Cox tried to make a connection to this view of the world to the early days of Christianity, but really it doesn't stack up.  The Bible - the book produced and used by the early Church - makes it clear both that (a) there is doctrine, and (b) that it is important.  It is true that sometimes Christians go overboard with doctrine and forget our calling in the world.  Nevertheless, scripture (and likewise the early Church) makes it clear that doctrine is, in fact, important.  Of course it is wildly popular today to talk about other types of Christianity in the early period (Paul had some interesting things to say about these other types of Christianity himself).  However, this was not mainstream Christianity, nor was it an extension of the apostle's teaching.

The fundamental flaw with the move to general revelation over special revelation is that Christianity is a historical religion.  It's very foundation is the fact that God has indeed done special things throughout history.  God is Himself involved in history.  Christianity cannot be replaced with a sense of awe that invokes a desire to do good.  It is about God doing specific things with specific meanings.

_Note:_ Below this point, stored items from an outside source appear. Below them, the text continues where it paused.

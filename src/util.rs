//! Small shared helpers: the injectable clock and string utilities.

use std::sync::Arc;

use chrono::{DateTime, Utc};

/// Time source for components whose behavior depends on wall-clock deadlines
/// (retention, dedup cooldowns, cycle timing). Injected so tests can advance
/// time without sleeping.
pub trait Clock: Send + Sync {
    fn now(&self) -> DateTime<Utc>;
}

/// Production clock.
#[derive(Debug, Default, Clone, Copy)]
pub struct SystemClock;

impl Clock for SystemClock {
    fn now(&self) -> DateTime<Utc> {
        Utc::now()
    }
}

pub fn system_clock() -> Arc<dyn Clock> {
    Arc::new(SystemClock)
}

/// Manually advanced clock for tests.
#[derive(Debug)]
pub struct ManualClock {
    now: parking_lot::Mutex<DateTime<Utc>>,
}

impl ManualClock {
    pub fn new(start: DateTime<Utc>) -> Self {
        Self {
            now: parking_lot::Mutex::new(start),
        }
    }

    pub fn advance(&self, duration: chrono::Duration) {
        let mut now = self.now.lock();
        *now += duration;
    }

    pub fn set(&self, to: DateTime<Utc>) {
        *self.now.lock() = to;
    }
}

impl Clock for ManualClock {
    fn now(&self) -> DateTime<Utc> {
        *self.now.lock()
    }
}

/// Truncate to a char boundary for log lines and delivery messages.
pub fn truncate(s: &str, max_chars: usize) -> String {
    if s.chars().count() <= max_chars {
        s.to_string()
    } else {
        let cut: String = s.chars().take(max_chars).collect();
        format!("{}...", cut)
    }
}
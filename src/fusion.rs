//! Fusion of the rule verdict with the external anomaly assessment.
//!
//! The combinator is an explicit min over the severity total order: the more
//! urgent side always wins, so the external score can escalate but can never
//! downgrade a rule-triggered severity. If the reasoning call failed, fusion
//! proceeds on the rule verdict alone with the degraded flag set.

use chrono::{DateTime, Utc};

use crate::clients::SummaryOutcome;
use crate::rules::RuleVerdict;
use crate::types::{PatientId, Severity, Verdict, VerdictSource};

/// Anomaly score above which the external layer escalates to at least
/// warning.
pub const ANOMALY_WARNING_FLOOR: f64 = 0.7;
/// Anomaly score above which a mild anomaly is noted (no severity change
/// unless the rules produced info).
pub const ANOMALY_NOTE_FLOOR: f64 = 0.4;

/// Severity the anomaly score maps to on its own.
fn anomaly_severity(score: f64) -> Severity {
    if score > ANOMALY_WARNING_FLOOR {
        Severity::Warning
    } else {
        // A mild anomaly (0.4, 0.7] is informational only; it never moves a
        // rule verdict that already said warning or critical.
        Severity::Info
    }
}

/// Combine the rule verdict with the external summary into the final verdict.
///
/// `summary` is `None` when the external call failed or timed out; the
/// verdict then carries `degraded = true` and the rule outcome stands. This
/// path must never block a rule-triggered critical.
pub fn fuse(
    patient_id: PatientId,
    rule: RuleVerdict,
    summary: Option<SummaryOutcome>,
    evaluated_at: DateTime<Utc>,
) -> Verdict {
    match summary {
        Some(outcome) => {
            let score = outcome.anomaly_score.clamp(0.0, 1.0);
            let severity = rule.severity.more_urgent(anomaly_severity(score));

            let escalated = severity != rule.severity;
            let noted = score > ANOMALY_NOTE_FLOOR;
            let source = if escalated && rule.rule_id.is_none() {
                VerdictSource::AnomalyOnly
            } else if escalated || (noted && rule.rule_id.is_some()) {
                VerdictSource::RuleEngineAndAnomaly
            } else {
                VerdictSource::RuleEngine
            };

            let reason = if escalated && rule.rule_id.is_none() {
                format!("Anomaly pattern detected (score {score:.2}).")
            } else if noted {
                format!("{} (anomaly score: {score:.2})", rule.reason)
            } else {
                rule.reason.clone()
            };

            Verdict {
                patient_id,
                severity,
                reason,
                source,
                rule_id: rule.rule_id.map(str::to_string),
                anomaly_score: Some(score),
                summary: if outcome.summary.is_empty() {
                    None
                } else {
                    Some(outcome.summary)
                },
                degraded: false,
                evaluated_at,
            }
        }
        None => Verdict {
            patient_id,
            severity: rule.severity,
            reason: rule.reason.clone(),
            source: VerdictSource::RuleEngine,
            rule_id: rule.rule_id.map(str::to_string),
            anomaly_score: None,
            summary: None,
            degraded: true,
            evaluated_at,
        },
    }
}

Did God do these things?  If so, then they matter - both their historical reality and their implications.  If not, then we need to not improve Christianity, but rather simply switch religions.

Cox on several occasions tries to convince the reader that the old way of believing is invalid, but his arguments are excessively weak.  He argues against end-times notions on the basis that it doesn't help environmentalism.  He argues against Biblical Christianity on the basis that Catholics and Jews have different Bibles.  He argues against fundamentalism on the basis that people get carried away with it (has he never read any of the liberation theologians he espouses?).

It is true that Christianity is often suffocated by creeds.  But the fix is not to abandon them, but to rather, (a) be more cautious about our own ability to fully rationally understand and articulate the faith, and (b) put them in their right place within Christianity.  Creeds are important, but God calls us to be united.  Cox, like others (see Spong, for instance), call for a "shift" in Christianity, which is actually an abandonment.  What you believe is important, because these are God's acts in history.  If Jesus did in fact come down to be a sacrifice for us all, then what you believe about that event matters. 

The God that Christians worship is a God who has been active in the world from the beginning - not in some nebulous manner - but a real, active, and detectable presence throughout history.  Christians live in continuity with God's message, believing in His works, and trusting Him about what the future will hold.

But that is not the future of faith that Harvey Cox sees.